>>

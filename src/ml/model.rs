// ============================================================
// Layer 5 — Placement DNN (Burn)
// ============================================================
//
//   numeric [b,5] ──────────────────────────────┐
//                                               ├─ concat [b, 5 + 7·d]
//   categorical [b,7] ─ Embedding_i(101, d) ×7 ─┘     (flattened)
//                                               │
//                       Linear(unit_1) → relu → Dropout(dropout_1)
//                       Linear(unit_2) → relu → Dropout(dropout_2)
//                       Linear(unit_3) → relu → Dropout(dropout_3)
//                       Linear(1) → logits → sigmoid
//
// Loss: binary cross-entropy (computed on logits)
// Metric: binary accuracy at p > 0.5
//
// The config records the ordered input names; a record whose
// names differ cannot be fed to the model.
//
// Reference: Burn Book §3 (Building Blocks)

use anyhow::{bail, Result};
use burn::{
    nn::{
        loss::BinaryCrossEntropyLossConfig,
        Dropout, DropoutConfig,
        Embedding, EmbeddingConfig,
        Initializer,
        Linear, LinearConfig,
    },
    prelude::*,
    tensor::activation::{relu, sigmoid},
};

use crate::domain::hyperparams::HyperParameters;
use crate::domain::schema::{FeatureSchema, VOCAB_SIZE};

#[derive(Config, Debug)]
pub struct PlacementModelConfig {
    pub hyperparameters:    HyperParameters,
    pub numeric_inputs:     Vec<String>,
    pub categorical_inputs: Vec<String>,
    #[config(default = 101)]
    pub vocab_size:         usize,
}

impl PlacementModelConfig {
    /// Config whose inputs are the placement schema's transformed names.
    pub fn for_schema(hyperparameters: HyperParameters, schema: &FeatureSchema) -> Self {
        Self::new(hyperparameters, schema.numeric.clone(), schema.categorical.clone())
            .with_vocab_size(VOCAB_SIZE)
    }

    /// Input names in model order (numerics then categoricals)
    pub fn input_names(&self) -> Vec<String> {
        self.numeric_inputs
            .iter()
            .chain(self.categorical_inputs.iter())
            .cloned()
            .collect()
    }

    /// Fail unless `schema` names exactly the inputs, in order.
    pub fn check_inputs(&self, schema: &FeatureSchema) -> Result<()> {
        if self.numeric_inputs != schema.numeric || self.categorical_inputs != schema.categorical {
            bail!(
                "model inputs {:?} do not match transformed features {:?}",
                self.input_names(),
                schema.input_names()
            );
        }
        Ok(())
    }

    pub fn init<B: Backend>(&self, device: &B::Device) -> PlacementModel<B> {
        let hp = &self.hyperparameters;

        let embeddings: Vec<Embedding<B>> = self
            .categorical_inputs
            .iter()
            .map(|_| {
                EmbeddingConfig::new(self.vocab_size, hp.embedding_dim)
                    .with_initializer(Initializer::Uniform { min: -0.05, max: 0.05 })
                    .init(device)
            })
            .collect();

        let concat_width = self.numeric_inputs.len() + self.categorical_inputs.len() * hp.embedding_dim;

        PlacementModel {
            embeddings,
            dense_1:   dense(concat_width, hp.unit_1, device),
            dropout_1: DropoutConfig::new(hp.dropout_1).init(),
            dense_2:   dense(hp.unit_1, hp.unit_2, device),
            dropout_2: DropoutConfig::new(hp.dropout_2).init(),
            dense_3:   dense(hp.unit_2, hp.unit_3, device),
            dropout_3: DropoutConfig::new(hp.dropout_3).init(),
            output:    dense(hp.unit_3, 1, device),
            embedding_dim: hp.embedding_dim,
        }
    }
}

fn dense<B: Backend>(d_in: usize, d_out: usize, device: &B::Device) -> Linear<B> {
    LinearConfig::new(d_in, d_out)
        .with_initializer(Initializer::XavierUniform { gain: 1.0 })
        .init(device)
}

#[derive(Module, Debug)]
pub struct PlacementModel<B: Backend> {
    pub embeddings:    Vec<Embedding<B>>,
    pub dense_1:       Linear<B>,
    pub dropout_1:     Dropout,
    pub dense_2:       Linear<B>,
    pub dropout_2:     Dropout,
    pub dense_3:       Linear<B>,
    pub dropout_3:     Dropout,
    pub output:        Linear<B>,
    pub embedding_dim: usize,
}

impl<B: Backend> PlacementModel<B> {
    /// numeric: [batch, 5], categorical: [batch, 7] → logits [batch, 1]
    pub fn forward_logits(
        &self,
        numeric:     Tensor<B, 2>,
        categorical: Tensor<B, 2, Int>,
    ) -> Tensor<B, 2> {
        let [batch_size, _] = categorical.dims();

        // One embedding table per categorical column, each flattened.
        let embedded: Vec<Tensor<B, 2>> = self
            .embeddings
            .iter()
            .enumerate()
            .map(|(i, table)| {
                let column = categorical.clone().slice([0..batch_size, i..i + 1]);
                table.forward(column).reshape([batch_size, self.embedding_dim])
            })
            .collect();

        let categoricals = Tensor::cat(embedded, 1);
        let x = Tensor::cat(vec![numeric, categoricals], 1);

        let x = self.dropout_1.forward(relu(self.dense_1.forward(x)));
        let x = self.dropout_2.forward(relu(self.dense_2.forward(x)));
        let x = self.dropout_3.forward(relu(self.dense_3.forward(x)));
        self.output.forward(x)
    }

    /// Placement probability per record, shape [batch, 1]
    pub fn forward(&self, numeric: Tensor<B, 2>, categorical: Tensor<B, 2, Int>) -> Tensor<B, 2> {
        sigmoid(self.forward_logits(numeric, categorical))
    }

    /// Mean binary cross-entropy and the logits it was computed from.
    pub fn forward_loss(
        &self,
        numeric:     Tensor<B, 2>,
        categorical: Tensor<B, 2, Int>,
        labels:      Tensor<B, 1, Int>,
    ) -> (Tensor<B, 1>, Tensor<B, 2>) {
        let logits = self.forward_logits(numeric, categorical);
        let [batch_size, _] = logits.dims();
        let bce = BinaryCrossEntropyLossConfig::new()
            .with_logits(true)
            .init(&logits.device());
        let loss = bce.forward(logits.clone().reshape([batch_size]), labels);
        (loss, logits)
    }
}

/// Number of records whose prediction (p > 0.5) equals the label.
pub fn correct_predictions<B: Backend>(logits: Tensor<B, 2>, labels: Tensor<B, 1, Int>) -> usize {
    let [batch_size, _] = logits.dims();
    let predicted = logits.reshape([batch_size]).greater_elem(0.0).int();
    predicted
        .equal(labels)
        .int()
        .sum()
        .into_scalar()
        .elem::<i64>() as usize
}
// ============================================================
// Layer 5 — ML / Model Layer (Burn)
// ============================================================
// All Burn modules, loss, optimiser and backend choices live here.
//
//   model.rs      — embedding DNN: one embedding table per
//                   categorical input, three Dense/ReLU/Dropout
//                   blocks, sigmoid output
//
//   trainer.rs    — epoch loop with Adam, validation metrics,
//                   early stopping on validation loss
//
//   tuner.rs      — random search over the discrete grid,
//                   scored by best validation accuracy
//
//   inferencer.rs — loaded model + fitted transform, answers
//                   one probability per record
//
// Backends:
//   InferBackend = NdArray (CPU), or Wgpu with `--features wgpu`
//   TrainBackend = Autodiff<InferBackend>
//
// Reference: Burn Book §3 (Building Blocks)
//            Burn Book §5 (Training)

/// Embedding DNN placement classifier
pub mod model;

/// Training loop with validation and early stopping
pub mod trainer;

/// Random search over the hyperparameter grid
pub mod tuner;

/// Inference engine — loads a model version and scores records
pub mod inferencer;

#[cfg(not(feature = "wgpu"))]
pub type InferBackend = burn::backend::NdArray;

#[cfg(feature = "wgpu")]
pub type InferBackend = burn::backend::Wgpu;

pub type TrainBackend = burn::backend::Autodiff<InferBackend>;
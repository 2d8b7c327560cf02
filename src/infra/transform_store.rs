// ============================================================
// Layer 6 — Transform Store
// ============================================================
// Persists fitted TransformStats so training and prediction use
// exactly the statistics the transform stage produced.
//
// Layout of one transform output directory:
//
//   <output>/
//     transform_graph/<version>/transform_stats.json
//     transformed_examples/<version>/train/part-00000-of-00001.jsonl.gz
//     transformed_examples/<version>/eval/part-00000-of-00001.jsonl.gz
//
// The statistics file is written last and marks a version as
// complete. The same file is copied into each model version.

use anyhow::{bail, Context, Result};
use std::{
    fs,
    path::{Path, PathBuf},
};

use crate::data::transform::TransformStats;
use crate::infra::versions;

pub const STATS_FILE:    &str = "transform_stats.json";
pub const GRAPH_DIR:     &str = "transform_graph";
pub const EXAMPLES_DIR:  &str = "transformed_examples";

pub fn stats_path(dir: &Path) -> PathBuf {
    dir.join(STATS_FILE)
}

/// Write `<dir>/transform_stats.json`, refusing to replace an existing file.
pub fn write_stats(dir: &Path, stats: &TransformStats) -> Result<PathBuf> {
    let path = stats_path(dir);
    if path.exists() {
        bail!("Refusing to overwrite '{}'", path.display());
    }
    fs::write(&path, serde_json::to_string_pretty(stats)?)
        .with_context(|| format!("Cannot write transform statistics to '{}'", path.display()))?;
    tracing::debug!("Saved transform statistics to '{}'", path.display());
    Ok(path)
}

pub fn read_stats(dir: &Path) -> Result<TransformStats> {
    read_stats_file(&stats_path(dir))
}

fn read_stats_file(path: &Path) -> Result<TransformStats> {
    let json = fs::read_to_string(path)
        .with_context(|| format!("Cannot read transform statistics '{}'", path.display()))?;
    serde_json::from_str(&json)
        .with_context(|| format!("Malformed transform statistics '{}'", path.display()))
}

/// One transform output directory.
pub struct TransformStore {
    root: PathBuf,
}

impl TransformStore {
    pub fn new(root: impl Into<PathBuf>) -> Self {
        Self { root: root.into() }
    }

    pub fn graph_dir(&self) -> PathBuf {
        self.root.join(GRAPH_DIR)
    }

    pub fn examples_dir(&self, version: &str, split: &str) -> PathBuf {
        self.root.join(EXAMPLES_DIR).join(version).join(split)
    }

    /// Reserve a fresh version under both the graph and examples roots.
    pub fn create_version(&self) -> Result<String> {
        let (version, graph) = versions::create_version_dir(&self.graph_dir())?;
        if let Err(e) = versions::create_named_version(&self.root.join(EXAMPLES_DIR), &version) {
            versions::discard(&graph);
            return Err(e);
        }
        Ok(version)
    }

    /// Drop both halves of a version whose run failed.
    pub fn discard_version(&self, version: &str) {
        versions::discard(&self.graph_dir().join(version));
        versions::discard(&self.root.join(EXAMPLES_DIR).join(version));
    }

    pub fn save_stats(&self, stats: &TransformStats) -> Result<PathBuf> {
        let dir = self.graph_dir().join(&stats.version);
        fs::create_dir_all(&dir)
            .with_context(|| format!("Cannot create '{}'", dir.display()))?;
        write_stats(&dir, stats)
    }

    pub fn latest_version(&self) -> Result<String> {
        match versions::latest_version(&self.graph_dir(), STATS_FILE)? {
            Some(v) => Ok(v),
            None => bail!(
                "No transform versions found in '{}'. Have you run 'transform' first?",
                self.graph_dir().display()
            ),
        }
    }

    pub fn load_stats(&self, version: &str) -> Result<TransformStats> {
        read_stats(&self.graph_dir().join(version))
    }

    /// Statistics from any of the locations a user may point at:
    /// the stats file itself, a directory holding it, a
    /// `transform_graph` directory, or a whole transform output.
    pub fn resolve(location: &Path) -> Result<TransformStats> {
        if location.is_file() {
            return read_stats_file(location);
        }
        if stats_path(location).is_file() {
            return read_stats(location);
        }

        let graph = if location.join(GRAPH_DIR).is_dir() {
            location.join(GRAPH_DIR)
        } else {
            location.to_path_buf()
        };
        match versions::latest_version(&graph, STATS_FILE)? {
            Some(v) => read_stats(&graph.join(v)),
            None => bail!("No transform statistics found under '{}'", location.display()),
        }
    }
}

#[cfg(test)]
mod tests {
    use super::*;
    use crate::domain::record::RawRecord;

    fn stats(version: &str) -> TransformStats {
        let record = RawRecord::from_strings([
            ("ssc_p", "70"), ("hsc_p", "70"), ("degree_p", "70"), ("etest_p", "70"), ("mba_p", "70"),
            ("gender", "M"), ("ssc_b", "Central"), ("hsc_b", "Central"), ("hsc_s", "Science"),
            ("degree_t", "Sci&Tech"), ("workex", "No"), ("specialisation", "Mkt&Fin"),
            ("status", "Placed"),
        ]);
        TransformStats::fit(&[record], version).unwrap()
    }

    #[test]
    fn test_save_and_resolve_every_location() {
        let out   = tempfile::tempdir().unwrap();
        let store = TransformStore::new(out.path());
        let version = store.create_version().unwrap();
        assert!(store.examples_dir(&version, "train").parent().unwrap().is_dir());

        let fitted = stats(&version);
        let file   = store.save_stats(&fitted).unwrap();

        assert_eq!(store.latest_version().unwrap(), version);
        assert_eq!(store.load_stats(&version).unwrap(), fitted);
        assert_eq!(TransformStore::resolve(out.path()).unwrap(), fitted);
        assert_eq!(TransformStore::resolve(&store.graph_dir()).unwrap(), fitted);
        assert_eq!(TransformStore::resolve(file.parent().unwrap()).unwrap(), fitted);
        assert_eq!(TransformStore::resolve(&file).unwrap(), fitted);
    }

    #[test]
    fn test_stats_are_never_overwritten() {
        let out   = tempfile::tempdir().unwrap();
        let store = TransformStore::new(out.path());
        store.save_stats(&stats("v1")).unwrap();
        assert!(store.save_stats(&stats("v1")).is_err());
    }

    #[test]
    fn test_unfinished_version_is_skipped() {
        let out   = tempfile::tempdir().unwrap();
        let store = TransformStore::new(out.path());
        let good  = store.create_version().unwrap();
        let fitted = stats(&good);
        store.save_stats(&fitted).unwrap();

        let unfinished = format!("{good}-999");
        fs::create_dir_all(store.graph_dir().join(&unfinished)).unwrap();

        assert_eq!(store.latest_version().unwrap(), good);
        assert_eq!(TransformStore::resolve(out.path()).unwrap(), fitted);

        store.discard_version(&unfinished);
        assert!(!store.graph_dir().join(&unfinished).exists());
    }

    #[test]
    fn test_resolve_empty_directory_fails() {
        let out = tempfile::tempdir().unwrap();
        assert!(TransformStore::resolve(out.path()).is_err());
    }
}
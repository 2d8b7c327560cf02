// ============================================================
// Layer 4 — Train/Evaluation Splitter
// ============================================================
// Used when the transform stage is given a single raw corpus:
// shuffle with a seeded RNG, then cut into train / eval.
// The same seed always produces the same split.
//
// Reference: rand crate documentation (SliceRandom, StdRng)

use rand::{rngs::StdRng, seq::SliceRandom, SeedableRng};

/// Shuffle `samples` with `seed` and split into (train, eval).
///
/// # Example
/// ```ignore
/// let (train, eval) = split_train_eval(all_records, 0.8, 42);
/// ```
pub fn split_train_eval<T>(mut samples: Vec<T>, train_fraction: f64, seed: u64) -> (Vec<T>, Vec<T>) {
    let mut rng = StdRng::seed_from_u64(seed);
    samples.shuffle(&mut rng);

    let total    = samples.len();
    let split_at = ((total as f64) * train_fraction.clamp(0.0, 1.0)).round() as usize;
    let split_at = split_at.min(total);

    let eval = samples.split_off(split_at);

    tracing::debug!(
        "Corpus split: {} train, {} eval ({}% / {}%)",
        samples.len(),
        eval.len(),
        (samples.len() * 100) / total.max(1),
        (eval.len()    * 100) / total.max(1),
    );

    (samples, eval)
}

#[cfg(test)]
mod tests {
    use super::*;

    #[test]
    fn test_correct_split_sizes() {
        let items: Vec<usize> = (0..100).collect();
        let (train, eval)     = split_train_eval(items, 0.8, 1);
        assert_eq!(train.len(), 80);
        assert_eq!(eval.len(),  20);
    }

    #[test]
    fn test_all_items_preserved() {
        let items: Vec<usize> = (0..50).collect();
        let (train, eval)     = split_train_eval(items, 0.7, 1);
        let mut all: Vec<usize> = train.into_iter().chain(eval).collect();
        all.sort();
        assert_eq!(all, (0..50).collect::<Vec<_>>());
    }

    #[test]
    fn test_same_seed_same_split() {
        let a = split_train_eval((0..30).collect::<Vec<usize>>(), 0.8, 42);
        let b = split_train_eval((0..30).collect::<Vec<usize>>(), 0.8, 42);
        assert_eq!(a, b);
    }

    #[test]
    fn test_empty_dataset() {
        let (train, eval) = split_train_eval(Vec::<usize>::new(), 0.8, 1);
        assert!(train.is_empty());
        assert!(eval.is_empty());
    }
}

<<

■ DIRECTIONS: An exact copy of the lines above between the line holding "pub fn stats_path(dir: &Path)" and the line holding "pub fn examples_dir(&self, version: &str, split: &str)", inclusive, is the whole answer.

■ COMPLETED EXERCISE:
pub fn stats_path(dir: &Path) -> PathBuf {
    dir.join(STATS_FILE)
}

/// Write `<dir>/transform_stats.json`, refusing to replace an existing file.
pub fn write_stats(dir: &Path, stats: &TransformStats) -> Result<PathBuf> {
    let path = stats_path(dir);
    if path.exists() {
        bail!("Refusing to overwrite '{}'", path.display());
    }
    fs::write(&path, serde_json::to_string_pretty(stats)?)
        .with_context(|| format!("Cannot write transform statistics to '{}'", path.display()))?;
    tracing::debug!("Saved transform statistics to '{}'", path.display());
    Ok(path)
}

pub fn read_stats(dir: &Path) -> Result<TransformStats> {
    read_stats_file(&stats_path(dir))
}

fn read_stats_file(path: &Path) -> Result<TransformStats> {
    let json = fs::read_to_string(path)
        .with_context(|| format!("Cannot read transform statistics '{}'", path.display()))?;
    serde_json::from_str(&json)
        .with_context(|| format!("Malformed transform statistics '{}'", path.display()))
}

/// One transform output directory.
pub struct TransformStore {
    root: PathBuf,
}

impl TransformStore {
    pub fn new(root: impl Into<PathBuf>) -> Self {
        Self { root: root.into() }
    }

    pub fn graph_dir(&self) -> PathBuf {
        self.root.join(GRAPH_DIR)
    }

    pub fn examples_dir(&self, version: &str, split: &str) -> PathBuf {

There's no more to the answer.